Section 57 of the Succession Act 2006 (NSW) defines who is an eligible person to make an application for a family provision order. An eligible person can be:
- a person who was the wife or husband of the deceased person at the time of the deceased person’s death,
- a person with whom the deceased person was living in a de facto relationship at the time of the deceased person’s death,
- a child of the deceased person,
- a former wife or husband of the deceased person,
- a person:
- who was, at any particular time, wholly or partly dependent on the deceased person, and
- who is a grandchild of the deceased person or was, at that particular time or at any other time, a member of the household of which the deceased person was a member, and
- a person with whom the deceased person was living in a close personal relationship at the time of the deceased person’s death.
The courts apply a two stage process as set out in Singer v Berghouse, in determining applications for family provision orders by eligible applicants.

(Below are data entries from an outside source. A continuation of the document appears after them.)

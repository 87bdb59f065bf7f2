//! Output formatting utilities

use colored::Colorize;

/// Print a success message
pub fn success(msg: &str) {
	eprintln!("{} {}", "✓".green().bold(), msg);
}

/// Print an informational message
pub fn info(msg: &str) {
	eprintln!("{} {}", "•".cyan().bold(), msg);
}

/// Print an error message
pub fn error(msg: &str) {
	eprintln!("{} {}", "✗".red().bold(), msg);
}

/// Formats one row of a two-column listing.
pub fn row(key: &str, value: &str, width: usize) -> String {
	format!("  {:<width$}  {}", key.bold(), value, width = width)
}
//! Arbor Demos
//!
//! The demo applications shipped with Arbor and the pieces of the
//! `arbor-demo` command that renders them:
//!
//! - [`apps`]: counter, props, context and company demos
//! - [`settings`]: TOML settings
//! - [`logging`]: tracing subscriber setup
//! - [`output`]: colored status output
//! - [`render`]: evaluating a demo with scripted navigation and events

pub mod apps;
pub mod logging;
pub mod output;
pub mod render;
pub mod settings;

pub use apps::{Demo, DemoApp};
pub use render::{RenderError, RenderOutput, RenderRequest, render_demo, runtime_for};
pub use settings::{DemoSettings, SettingsError};
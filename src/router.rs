//! Client-side routing module.
//!
//! This module provides the router, its path patterns and history, and the
//! `Link` and `RouterOutlet` components.
//!
//! # Examples
//!
//! ```rust,no_run
//! use arbor::core::View;
//! use arbor::router::Router;
//!
//! let router = Router::new()
//!     .named_route("home", "/", || View::text("Home"))
//!     .not_found(|| View::text("Not Found"));
//! assert!(router.has_route("home"));
//! ```

pub use arbor_router::*;
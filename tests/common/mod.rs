#![allow(dead_code)]
pub mod context;
pub mod deposit_tests;
pub mod swap_tests;
pub mod withdraw_tests;
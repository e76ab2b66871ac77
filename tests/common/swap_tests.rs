//! Testing swapping of tokens.
use stableswap_engine::helpers::math_procs::curve_ops::SwapQuote;
use stableswap_engine::instructions::InstructionOutcome;

use crate::common::context::{PoolTestContext, BOB, DAI, USDC, USDT, VAULT};
use crate::common::setup::{swap_data, FAR_DEADLINE, ONE, USD6};

/// Bob sells 5 DAI for USDC.
pub fn swap_tokens(ctx: &mut PoolTestContext) -> SwapQuote<3> {
    let dai_before = ctx.ledger.balance(DAI, BOB);
    let usdc_before = ctx.ledger.balance(USDC, BOB);
    let admin_before = ctx.pool.get_admin_balance(1).unwrap();
    let quoted = ctx.pool.calculate_swap(0, 1, 5 * ONE, ctx.now).unwrap();

    let outcome = ctx
        .invoke(BOB, &swap_data(0, 1, 5 * ONE, 4_900_000, FAR_DEADLINE))
        .expect("swap");
    let InstructionOutcome::Swapped(quote) = outcome else {
        panic!("unexpected outcome {:?}", outcome);
    };

    assert_eq!(quote.amount_out, quoted);
    assert!(quote.amount_out < 5 * USD6);
    assert_eq!(ctx.ledger.balance(DAI, BOB), dai_before - 5 * ONE);
    assert_eq!(ctx.ledger.balance(USDC, BOB), usdc_before + quote.amount_out);
    assert_eq!(ctx.pool.get_admin_balance(1).unwrap(), admin_before + quote.admin_fee);
    assert!(quote.admin_fee > 0);
    quote
}

/// The vault holds exactly the pooled balances plus the admin's share.
pub fn assert_vault_matches_pool(ctx: &PoolTestContext) {
    for (index, token) in ctx.pool.tokens().iter().enumerate() {
        let mint = [DAI, USDC, USDT][index];
        assert_eq!(
            ctx.ledger.balance(mint, VAULT),
            token.balance() + token.admin_fees(),
            "token {}",
            index
        );
    }
}
//! Curve operations for the pool: swaps, deposits and the three withdrawal
//! forms. Everything here is a pure quote over a borrowed balance snapshot;
//! the pool commits `balances_after` itself.
use crate::helpers::errors::StableSwapError;
use crate::helpers::math_procs::numerical_ops::{
    compute_d, compute_y_given_d, denormalize, denormalize_up, mul_div,
    mul_div_up, normalize, normalize_all, FEE_DENOMINATOR,
};

/// Extra raw units an exact-output quote may add while settling against the
/// exact-input path.
const MAX_SETTLE_STEPS: usize = 8;

#[derive(Clone, Copy, Debug, PartialEq, Eq)]
pub struct SwapQuote<const N: usize> {
    pub amount_in: u128,
    pub amount_out: u128,
    // Both fees are in raw units of the output token.
    pub fee: u128,
    pub admin_fee: u128,
    pub balances_after: [u128; N],
}

/// Result of a deposit or withdrawal. `lp_amount` is minted for deposits and
/// burned for withdrawals.
#[derive(Clone, Copy, Debug, PartialEq, Eq)]
pub struct LiquidityQuote<const N: usize> {
    pub amounts: [u128; N],
    pub lp_amount: u128,
    pub fees: [u128; N],
    pub admin_fees: [u128; N],
    pub balances_after: [u128; N],
}

impl<const N: usize> LiquidityQuote<N> {
    fn fee_free(amounts: [u128; N], lp_amount: u128, balances_after: [u128; N]) -> Self {
        Self { amounts, lp_amount, fees: [0; N], admin_fees: [0; N], balances_after }
    }
}

pub struct StableSwapCurve<'b, const N: usize> {
    pub balances: &'b [u128; N], // Raw balances, admin fees excluded.
    pub multipliers: &'b [u128; N],
    pub amp: u128, // Precise A.
    pub swap_fee: u128,
    pub admin_fee: u128,
}

impl<'b, const N: usize> StableSwapCurve<'b, N> {
    #[inline(always)]
    pub fn xp(&self) -> Result<[u128; N], StableSwapError> {
        normalize_all(self.balances, self.multipliers)
    }

    pub fn compute_d(&self) -> Result<u128, StableSwapError> {
        compute_d(&self.xp()?, self.amp)
    }

    /// Imbalance fee rate charged per token on uneven liquidity operations.
    #[inline(always)]
    pub fn fee_per_token(&self) -> u128 {
        self.swap_fee / (2 * (N as u128 - 1))
    }

    fn check_pair(&self, i: usize, j: usize) -> Result<(), StableSwapError> {
        if i >= N || j >= N {
            return Err(StableSwapError::InvalidIndex);
        }
        if i == j {
            return Err(StableSwapError::SameToken);
        }
        Ok(())
    }

    /// Output of token `j` for `dx` raw units of token `i`.
    pub fn swap_given_input(&self, i: usize, j: usize, dx: u128) -> Result<SwapQuote<N>, StableSwapError> {
        self.check_pair(i, j)?;
        if dx == 0 {
            return Err(StableSwapError::InvalidAmount);
        }
        let mut xp = self.xp()?;
        let d = compute_d(&xp, self.amp)?;

        let x_out_before = xp[j];
        xp[i] = xp[i]
            .checked_add(normalize(dx, self.multipliers[i])?)
            .ok_or(StableSwapError::MathOverflow)?;
        let y = compute_y_given_d(self.amp, j, &xp, d)?;

        // One unit held back in the pool's favour.
        let dy = x_out_before.saturating_sub(y).saturating_sub(1);
        let dy_fee = mul_div(dy, self.swap_fee, FEE_DENOMINATOR)?;
        let amount_out = denormalize(dy - dy_fee, self.multipliers[j])?;
        let fee = denormalize(dy_fee, self.multipliers[j])?;
        let admin_fee = denormalize(mul_div(dy_fee, self.admin_fee, FEE_DENOMINATOR)?, self.multipliers[j])?;

        let mut balances_after = *self.balances;
        balances_after[i] = balances_after[i]
            .checked_add(dx)
            .ok_or(StableSwapError::MathOverflow)?;
        balances_after[j] = balances_after[j]
            .checked_sub(amount_out + admin_fee)
            .ok_or(StableSwapError::InsufficientLiquidity)?;

        Ok(SwapQuote { amount_in: dx, amount_out, fee, admin_fee, balances_after })
    }

    /// Input of token `i` needed to receive exactly `dy` raw units of token `j`.
    ///
    /// The fee is grossed into the output target before solving, the input
    /// is rounded up, and the result is then checked against
    /// [`Self::swap_given_input`] so that paying the quoted input through
    /// the exact-input path never returns less than `dy`.
    pub fn swap_given_output(&self, i: usize, j: usize, dy: u128) -> Result<SwapQuote<N>, StableSwapError> {
        self.check_pair(i, j)?;
        if dy == 0 {
            return Err(StableSwapError::InvalidAmount);
        }
        let mut xp = self.xp()?;
        let d = compute_d(&xp, self.amp)?;

        let dy_norm = normalize(dy, self.multipliers[j])?;
        let fee_complement = FEE_DENOMINATOR - self.swap_fee;
        let gross = mul_div_up(dy_norm, FEE_DENOMINATOR, fee_complement)?;
        let x_in_before = xp[i];
        xp[j] = xp[j]
            .checked_sub(gross)
            .and_then(|v| v.checked_sub(1))
            .filter(|&v| v > 0)
            .ok_or(StableSwapError::InsufficientLiquidity)?;
        let x = compute_y_given_d(self.amp, i, &xp, d)?;
        let dx_norm = x.saturating_sub(x_in_before) + 1;
        let mut dx = denormalize_up(dx_norm, self.multipliers[i])?;

        let mut settled = false;
        for _ in 0..=MAX_SETTLE_STEPS {
            if self.swap_given_input(i, j, dx)?.amount_out >= dy {
                settled = true;
                break;
            }
            dx = dx.checked_add(1).ok_or(StableSwapError::MathOverflow)?;
        }
        if !settled {
            return Err(StableSwapError::DidNotConverge);
        }

        let fee_norm = gross - dy_norm;
        let fee = denormalize(fee_norm, self.multipliers[j])?;
        let admin_fee = denormalize(mul_div(fee_norm, self.admin_fee, FEE_DENOMINATOR)?, self.multipliers[j])?;

        let mut balances_after = *self.balances;
        balances_after[i] = balances_after[i]
            .checked_add(dx)
            .ok_or(StableSwapError::MathOverflow)?;
        balances_after[j] = balances_after[j]
            .checked_sub(dy + admin_fee)
            .ok_or(StableSwapError::InsufficientLiquidity)?;

        Ok(SwapQuote { amount_in: dx, amount_out: dy, fee, admin_fee, balances_after })
    }

    // Per-token imbalance fees between the ideal (proportional) balance and
    // the requested one. Returns (fees, admin fees, stored balances,
    // fee-adjusted balances used for D2).
    #[allow(clippy::type_complexity)]
    fn imbalance_fees(
        &self, new_balances: &[u128; N], d0: u128, d1: u128,
    ) -> Result<([u128; N], [u128; N], [u128; N], [u128; N]), StableSwapError> {
        let fee_rate = self.fee_per_token();
        let mut fees = [0u128; N];
        let mut admin_fees = [0u128; N];
        let mut stored = [0u128; N];
        let mut adjusted = [0u128; N];
        for k in 0..N {
            let ideal = mul_div(d1, self.balances[k], d0)?;
            let new = new_balances[k];
            let difference = if ideal > new { ideal - new } else { new - ideal };
            fees[k] = mul_div(fee_rate, difference, FEE_DENOMINATOR)?;
            admin_fees[k] = mul_div(fees[k], self.admin_fee, FEE_DENOMINATOR)?;
            stored[k] = new
                .checked_sub(admin_fees[k])
                .ok_or(StableSwapError::InsufficientLiquidity)?;
            adjusted[k] = new
                .checked_sub(fees[k])
                .ok_or(StableSwapError::InsufficientLiquidity)?;
        }
        Ok((fees, admin_fees, stored, adjusted))
    }

    /// LP to mint for depositing `amounts` into a pool with `lp_supply`
    /// shares outstanding. The first deposit mints D and must include every
    /// token.
    pub fn deposit_to_amm(&self, amounts: &[u128; N], lp_supply: u128) -> Result<LiquidityQuote<N>, StableSwapError> {
        if amounts.iter().all(|&a| a == 0) {
            return Err(StableSwapError::InvalidAmount);
        }
        if lp_supply == 0 && amounts.iter().any(|&a| a == 0) {
            return Err(StableSwapError::InvalidAmount);
        }

        let d0 = if lp_supply == 0 { 0 } else { self.compute_d()? };
        let mut new_balances = *self.balances;
        for (b, &a) in new_balances.iter_mut().zip(amounts.iter()) {
            *b = b.checked_add(a).ok_or(StableSwapError::MathOverflow)?;
        }
        let d1 = compute_d(&normalize_all(&new_balances, self.multipliers)?, self.amp)?;
        if d1 <= d0 {
            return Err(StableSwapError::InvalidAmount);
        }

        if lp_supply == 0 {
            return Ok(LiquidityQuote::fee_free(*amounts, d1, new_balances));
        }

        let (fees, admin_fees, stored, adjusted) = self.imbalance_fees(&new_balances, d0, d1)?;
        let d2 = compute_d(&normalize_all(&adjusted, self.multipliers)?, self.amp)?;
        let growth = d2.checked_sub(d0).ok_or(StableSwapError::InvalidAmount)?;
        let lp_amount = mul_div(growth, lp_supply, d0)?;

        Ok(LiquidityQuote { amounts: *amounts, lp_amount, fees, admin_fees, balances_after: stored })
    }

    /// Proportional payout for burning `lp_amount`. Carries no fee.
    pub fn withdraw_balanced(&self, lp_amount: u128, lp_supply: u128) -> Result<LiquidityQuote<N>, StableSwapError> {
        if lp_amount == 0 {
            return Err(StableSwapError::InvalidAmount);
        }
        if lp_amount > lp_supply {
            return Err(StableSwapError::InsufficientLiquidity);
        }
        let mut amounts = [0u128; N];
        let mut balances_after = *self.balances;
        for k in 0..N {
            amounts[k] = mul_div(self.balances[k], lp_amount, lp_supply)?;
            balances_after[k] -= amounts[k];
        }
        Ok(LiquidityQuote::fee_free(amounts, lp_amount, balances_after))
    }

    /// LP to burn for withdrawing exactly `amounts`.
    pub fn withdraw_imbalanced(&self, amounts: &[u128; N], lp_supply: u128) -> Result<LiquidityQuote<N>, StableSwapError> {
        if lp_supply == 0 {
            return Err(StableSwapError::InsufficientLiquidity);
        }
        if amounts.iter().all(|&a| a == 0) {
            return Err(StableSwapError::InvalidAmount);
        }
        let mut new_balances = *self.balances;
        for (b, &a) in new_balances.iter_mut().zip(amounts.iter()) {
            *b = b.checked_sub(a).ok_or(StableSwapError::InsufficientLiquidity)?;
        }

        let d0 = self.compute_d()?;
        let d1 = compute_d(&normalize_all(&new_balances, self.multipliers)?, self.amp)?;
        let (fees, admin_fees, stored, adjusted) = self.imbalance_fees(&new_balances, d0, d1)?;
        let d2 = compute_d(&normalize_all(&adjusted, self.multipliers)?, self.amp)?;

        let shrink = d0.checked_sub(d2).ok_or(StableSwapError::MathOverflow)?;
        let lp_amount = mul_div(shrink, lp_supply, d0)? + 1;
        if lp_amount > lp_supply {
            return Err(StableSwapError::InsufficientLiquidity);
        }

        Ok(LiquidityQuote { amounts: *amounts, lp_amount, fees, admin_fees, balances_after: stored })
    }

    /// Payout in token `index` alone for burning `lp_amount`.
    pub fn withdraw_one_token(
        &self, lp_amount: u128, index: usize, lp_supply: u128,
    ) -> Result<LiquidityQuote<N>, StableSwapError> {
        if index >= N {
            return Err(StableSwapError::InvalidIndex);
        }
        if lp_amount == 0 {
            return Err(StableSwapError::InvalidAmount);
        }
        let xp = self.xp()?;
        if lp_amount > lp_supply || lp_amount > xp[index] {
            return Err(StableSwapError::InsufficientLiquidity);
        }

        let d0 = compute_d(&xp, self.amp)?;
        let d1 = d0 - mul_div(lp_amount, d0, lp_supply)?;
        let new_y = compute_y_given_d(self.amp, index, &xp, d1)?;

        let fee_rate = self.fee_per_token();
        let mut xp_reduced = xp;
        for k in 0..N {
            let scaled = mul_div(xp[k], d1, d0)?;
            let expected = if k == index {
                scaled.checked_sub(new_y).ok_or(StableSwapError::MathOverflow)?
            } else {
                xp[k] - scaled
            };
            xp_reduced[k] -= mul_div(fee_rate, expected, FEE_DENOMINATOR)?;
        }

        let y_reduced = compute_y_given_d(self.amp, index, &xp_reduced, d1)?;
        let multiplier = self.multipliers[index];
        let dy = denormalize(
            xp_reduced[index].saturating_sub(y_reduced).saturating_sub(1),
            multiplier,
        )?;
        let fee = denormalize(xp[index].saturating_sub(new_y), multiplier)?.saturating_sub(dy);
        let admin_fee = mul_div(fee, self.admin_fee, FEE_DENOMINATOR)?;

        let mut amounts = [0u128; N];
        let mut fees = [0u128; N];
        let mut admin_fees = [0u128; N];
        amounts[index] = dy;
        fees[index] = fee;
        admin_fees[index] = admin_fee;
        let mut balances_after = *self.balances;
        balances_after[index] = balances_after[index]
            .checked_sub(dy + admin_fee)
            .ok_or(StableSwapError::InsufficientLiquidity)?;

        Ok(LiquidityQuote { amounts, lp_amount, fees, admin_fees, balances_after })
    }
}
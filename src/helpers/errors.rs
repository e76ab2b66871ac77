//! Defining the pool's errors.
use pinocchio::error::ProgramError as P;

// All fields will be of type u32
#[repr(u32)]
#[derive(Clone, Copy, Debug, PartialEq, Eq)]
pub enum StableSwapError {
    InvalidInstructionData = 1,
    Unauthorized = 2,
    PoolNotActive = 3,
    AlreadyInitialized = 4,
    InvalidTokenCount = 5,
    DuplicateToken = 6,
    InvalidDecimals = 7,
    InvalidIndex = 8,
    SameToken = 9,
    UnknownToken = 10,
    InvalidAmount = 11,
    Expired = 12,
    InsufficientOutput = 13,
    ExcessiveInput = 14,
    MintBelowMinimum = 15,
    BurnExceedsMaximum = 16,
    WithdrawalBelowMinimum = 17,
    CapExceeded = 18,
    InsufficientLiquidity = 19,
    InsufficientBalance = 20,
    FeeTooHigh = 21,
    InvalidAmplification = 22,
    RampInProgress = 23,
    RampTooSoon = 24,
    InvalidDuration = 25,
    ExcessiveChange = 26,
    RampNotActive = 27,
    DidNotConverge = 28,
    MathOverflow = 29,
}

impl StableSwapError {
    const ALL: [StableSwapError; 29] = [
        Self::InvalidInstructionData, Self::Unauthorized, Self::PoolNotActive,
        Self::AlreadyInitialized, Self::InvalidTokenCount, Self::DuplicateToken,
        Self::InvalidDecimals, Self::InvalidIndex, Self::SameToken, Self::UnknownToken,
        Self::InvalidAmount, Self::Expired, Self::InsufficientOutput, Self::ExcessiveInput,
        Self::MintBelowMinimum, Self::BurnExceedsMaximum, Self::WithdrawalBelowMinimum,
        Self::CapExceeded, Self::InsufficientLiquidity, Self::InsufficientBalance,
        Self::FeeTooHigh, Self::InvalidAmplification, Self::RampInProgress,
        Self::RampTooSoon, Self::InvalidDuration, Self::ExcessiveChange,
        Self::RampNotActive, Self::DidNotConverge, Self::MathOverflow,
    ];

    /// Numeric code carried inside `ProgramError::Custom`.
    #[inline(always)]
    pub fn code(self) -> u32 {
        self as u32
    }

    pub fn from_code(code: u32) -> Option<Self> {
        Self::ALL.iter().copied().find(|e| e.code() == code)
    }

    /// Failures the caller can retry with different parameters or later state
    /// (deadline, slippage bounds, cap, balances). Everything else is a
    /// configuration or system error.
    pub fn is_retryable(self) -> bool {
        matches!(
            self,
            Self::Expired
                | Self::InsufficientOutput
                | Self::ExcessiveInput
                | Self::MintBelowMinimum
                | Self::BurnExceedsMaximum
                | Self::WithdrawalBelowMinimum
                | Self::CapExceeded
                | Self::InsufficientLiquidity
                | Self::InsufficientBalance
        )
    }
}

impl From<StableSwapError> for P {
    fn from(e: StableSwapError) -> Self {
        P::Custom(e as u32)
    }
}

impl From<P> for StableSwapError {
    fn from(e: P) -> Self {
        match e {
            P::Custom(code) => {
                StableSwapError::from_code(code).unwrap_or(StableSwapError::InvalidInstructionData)
            }
            P::MissingRequiredSignature => StableSwapError::Unauthorized,
            _ => StableSwapError::InvalidInstructionData,
        }
    }
}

- Has the applicant been left without adequate provision for his or her proper maintenance, education and advancement in life?
- What provision ought to be made out of the estate of the deceased in favour of the applicant?
If the applicant can establish the answer to the first question is ‘Yes,’ the Court will then address the second question in relation to the individual circumstances present in each matter.
Where a deceased has made drastic changes to the content of their will just prior to death which are inconsistent with their long held testamentary intentions, It is important that executors, beneficiaries and potential beneficiaries are aware of the issues set out above in order to minimise the likelihood of costly and time consuming legal action which can significantly dilute the value of the deceased estate.